To get through this year graciously, I need to first make the decision to address the issues at hand with humility.

It took a harshly worded bumper sticker to remind me that my children can read now.

Four years ago, during the last contentious election cycle, we could blissfully drive by all the stickers and campaign signs without giving them a second thought. Now, though, signs calling out one candidate in favor of another raise questions — difficult ones — from the backseat.

What does that mean?

Why don’t they like them?

Do we like them?

Not again!

And my own internal questions: Is it really time for another presidential election, for heightened division and angry rhetoric and damaged relationships?

Didn’t we just do this?

Whenever the pandemic anniversary comes around, I find myself asking what our family has learned over the last year. Listing the gains helps me feel like we’ve redeemed the time, the challenges, somehow. This year, I’m making a similar list on the eve of another election cycle. What did we learn four years ago, eight years ago, that can guide us through this season with more patience, more grace?

Humility, perspective

Two words come to mind: humility and perspective.

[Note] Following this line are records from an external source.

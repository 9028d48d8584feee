//! URL normalization for consistent caching.

/// Error type for URL normalization failures.
#[derive(Debug, Clone, thiserror::Error)]
pub enum UrlError {
    #[error("empty URL")]
    Empty,

    #[error("unsupported scheme: {0}")]
    UnsupportedScheme(String),

    #[error("invalid URL: {0}")]
    InvalidUrl(String),
}

/// Normalize a request URL so equal pages share one cache key.
///
/// Normalization steps:
/// 1. Trim leading/trailing whitespace
/// 2. Require an absolute http(s) URL
/// 3. Lowercase the host, remove fragment (#...)
/// 4. Replace any `locale` query parameter with `locale`
/// 5. Sort query pairs by key (stable for repeated keys)
pub fn normalize_with_locale(input: &str, locale: &str) -> Result<url::Url, UrlError> {
    let trimmed = input.trim();

    if trimmed.is_empty() {
        return Err(UrlError::Empty);
    }

    let mut parsed = url::Url::parse(trimmed).map_err(|e| UrlError::InvalidUrl(e.to_string()))?;

    match parsed.scheme() {
        "http" | "https" => {}
        scheme => return Err(UrlError::UnsupportedScheme(scheme.to_string())),
    }

    if let Some(host) = parsed.host_str() {
        let host = host.to_lowercase();
        parsed
            .set_host(Some(&host))
            .map_err(|e| UrlError::InvalidUrl(e.to_string()))?;
    }

    parsed.set_fragment(None);

    let mut pairs: Vec<(String, String)> = parsed
        .query_pairs()
        .filter(|(k, _)| k != "locale")
        .map(|(k, v)| (k.into_owned(), v.into_owned()))
        .collect();
    pairs.push(("locale".to_string(), locale.to_string()));
    pairs.sort_by(|a, b| a.0.cmp(&b.0));

    parsed.query_pairs_mut().clear().extend_pairs(&pairs);

    Ok(parsed)
}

To get through this year graciously, I need to first make the decision to address the issues at hand with humility. I will aim to tell my children that neither I nor the group I identify most closely with have all the answers. I will remind them and myself that most positions, most deeply held beliefs, have a story behind them. There are reasons people feel the way they do, and understanding the reasons may be the first step in walking through a contentious season like Jesus would.

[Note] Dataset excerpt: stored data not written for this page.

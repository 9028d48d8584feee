//! Single-flight cache gateway.
//!
//! On a miss exactly one caller per key runs the computation; concurrent
//! callers for the same key await that flight's result. A failed flight is
//! delivered to its waiters and then forgotten, so the next call retries.
//! Unrelated keys never wait on each other.

use std::collections::HashMap;
use std::future::Future;
use std::sync::Arc;
use std::time::Duration;

use tokio::sync::{Mutex, OnceCell};

use super::{CachedPage, PageStore};
use crate::Error;

type Flight = Arc<OnceCell<Result<String, Error>>>;

/// Cache front for fetched pages.
pub struct CacheGateway {
    store: Arc<dyn PageStore>,
    ttl: Duration,
    in_flight: Mutex<HashMap<String, Flight>>,
}

impl CacheGateway {
    pub fn new(store: Arc<dyn PageStore>, ttl: Duration) -> Self {
        Self { store, ttl, in_flight: Mutex::new(HashMap::new()) }
    }

    /// Return the cached value for `key`, or run `compute` once to produce it.
    pub async fn get_or_compute<F, Fut>(&self, key: &str, compute: F) -> Result<String, Error>
    where
        F: FnOnce() -> Fut,
        Fut: Future<Output = Result<String, Error>>,
    {
        if let Some(html) = self.lookup(key).await {
            return Ok(html);
        }

        let flight = {
            let mut in_flight = self.in_flight.lock().await;
            Arc::clone(in_flight.entry(key.to_string()).or_default())
        };

        let result = flight
            .get_or_init(|| async {
                // A previous flight may have stored the page after our lookup.
                if let Some(html) = self.lookup(key).await {
                    return Ok(html);
                }
                let result = compute().await;
                if let Ok(html) = &result {
                    self.save(key, html).await;
                }
                result
            })
            .await
            .clone();

        {
            let mut in_flight = self.in_flight.lock().await;
            if in_flight
                .get(key)
                .is_some_and(|current| Arc::ptr_eq(current, &flight))
            {
                in_flight.remove(key);
            }
        }

        result
    }

    /// Number of keys with a computation currently running.
    pub async fn in_flight(&self) -> usize {
        self.in_flight.lock().await.len()
    }

    async fn lookup(&self, key: &str) -> Option<String> {
        match self.store.get(key).await {
            Ok(Some(page)) => {
                tracing::debug!("page cache hit for {key}");
                Some(page.html)
            }
            Ok(None) => None,
            Err(e) => {
                tracing::warn!(error = %e, "page cache read failed for {key}; treating as miss");
                None
            }
        }
    }

    async fn save(&self, key: &str, html: &str) {
        let page = CachedPage::new(key, html, self.ttl);
        if let Err(e) = self.store.put(page).await {
            tracing::warn!(error = %e, "page cache write failed for {key}");
        }
    }
}

#[cfg(test)]
mod tests {
    use super::*;
    use crate::cache::{CacheDb, MemoryStore};
    use async_trait::async_trait;
    use futures_util::future::join_all;
    use std::sync::atomic::{AtomicUsize, Ordering};

    fn gateway() -> CacheGateway {
        CacheGateway::new(Arc::new(MemoryStore::new()), Duration::from_secs(60))
    }

    #[tokio::test]
    async fn test_hit_skips_compute() {
        let gateway = gateway();
        let first = gateway
            .get_or_compute("k", || async { Ok("<p>one</p>".to_string()) })
            .await
            .unwrap();
        assert_eq!(first, "<p>one</p>");

        let second = gateway
            .get_or_compute("k", || async { Err(Error::FetchFailed("compute must not run on a hit".into())) })
            .await
            .unwrap();
        assert_eq!(second, "<p>one</p>");
    }

    #[tokio::test]
    async fn test_concurrent_callers_share_one_flight() {
        let gateway = gateway();
        let calls = AtomicUsize::new(0);

        let run = || {
            gateway.get_or_compute("k", || async {
                calls.fetch_add(1, Ordering::SeqCst);
                tokio::time::sleep(Duration::from_millis(20)).await;
                Ok("<p>page</p>".to_string())
            })
        };

        let results = join_all(vec![run(), run(), run(), run()]).await;
        assert!(results.iter().all(|r| matches!(r, Ok(html) if html == "<p>page</p>")));
        assert_eq!(calls.load(Ordering::SeqCst), 1);
        assert_eq!(gateway.in_flight().await, 0);
    }

    #[tokio::test]
    async fn test_failure_reaches_all_waiters_and_does_not_poison() {
        let gateway = gateway();
        let calls = AtomicUsize::new(0);

        let run = || {
            gateway.get_or_compute("k", || async {
                calls.fetch_add(1, Ordering::SeqCst);
                tokio::time::sleep(Duration::from_millis(20)).await;
                Err(Error::FetchFailed("net::ERR_CONNECTION_RESET".into()))
            })
        };

        let results = join_all(vec![run(), run()]).await;
        assert!(results.iter().all(|r| matches!(r, Err(Error::FetchFailed(_)))));
        assert_eq!(calls.load(Ordering::SeqCst), 1);

        let retry = gateway
            .get_or_compute("k", || async { Ok("<p>recovered</p>".to_string()) })
            .await
            .unwrap();
        assert_eq!(retry, "<p>recovered</p>");
    }

    #[tokio::test]
    async fn test_unrelated_keys_do_not_serialize() {
        let gateway = gateway();
        let (tx, rx) = tokio::sync::oneshot::channel::<()>();

        // `a` cannot finish until `b` has run, which would deadlock if the
        // two keys shared a lock.
        let a = gateway.get_or_compute("a", || async move {
            rx.await.ok();
            Ok("a".to_string())
        });
        let b = gateway.get_or_compute("b", || async move {
            tx.send(()).ok();
            Ok("b".to_string())
        });

        let (a, b) = tokio::time::timeout(Duration::from_secs(5), async { tokio::join!(a, b) })
            .await
            .expect("keys serialized on each other");
        assert_eq!(a.unwrap(), "a");
        assert_eq!(b.unwrap(), "b");
    }

    #[tokio::test]
    async fn test_sqlite_backend() {
        let db = CacheDb::open_in_memory().await.unwrap();
        let gateway = CacheGateway::new(Arc::new(db.clone()), Duration::from_secs(60));

        gateway
            .get_or_compute("k", || async { Ok("<p>stored</p>".to_string()) })
            .await
            .unwrap();

        assert_eq!(db.page_count().await.unwrap(), 1);
        let page = db.get_fresh_page("k").await.unwrap().unwrap();
        assert_eq!(page.html, "<p>stored</p>");
    }

    struct BrokenStore;

    #[async_trait]
    impl PageStore for BrokenStore {
        async fn get(&self, _key: &str) -> Result<Option<CachedPage>, Error> {
            Err(Error::Database("disk I/O error".into()))
        }

        async fn put(&self, _page: CachedPage) -> Result<(), Error> {
            Err(Error::Database("disk I/O error".into()))
        }
    }

    #[tokio::test]
    async fn test_store_failures_fall_through_to_compute() {
        let gateway = CacheGateway::new(Arc::new(BrokenStore), Duration::from_secs(60));
        let html = gateway
            .get_or_compute("k", || async { Ok("<p>live</p>".to_string()) })
            .await
            .unwrap();
        assert_eq!(html, "<p>live</p>");
    }
}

Secondly, I will try to keep an appropriate perspective on this and all future elections. Even if textbooks eventually cite this election as a milestone for our country, we know what it really signals: four more years, or however many, in which to take small steps toward more humility, more understanding, less self-aggrandizing agendas and more difficult, sacrificial decisions.

Opportunities to look more like Christ

In short, more opportunities to look more like Christ and less like us.

Those are the things, in fewer words, that I’ll attempt to tell our girls when they ask questions in the car. We all bring stories to this season — and some of them are difficult. Jesus would care well for those stories. We should too.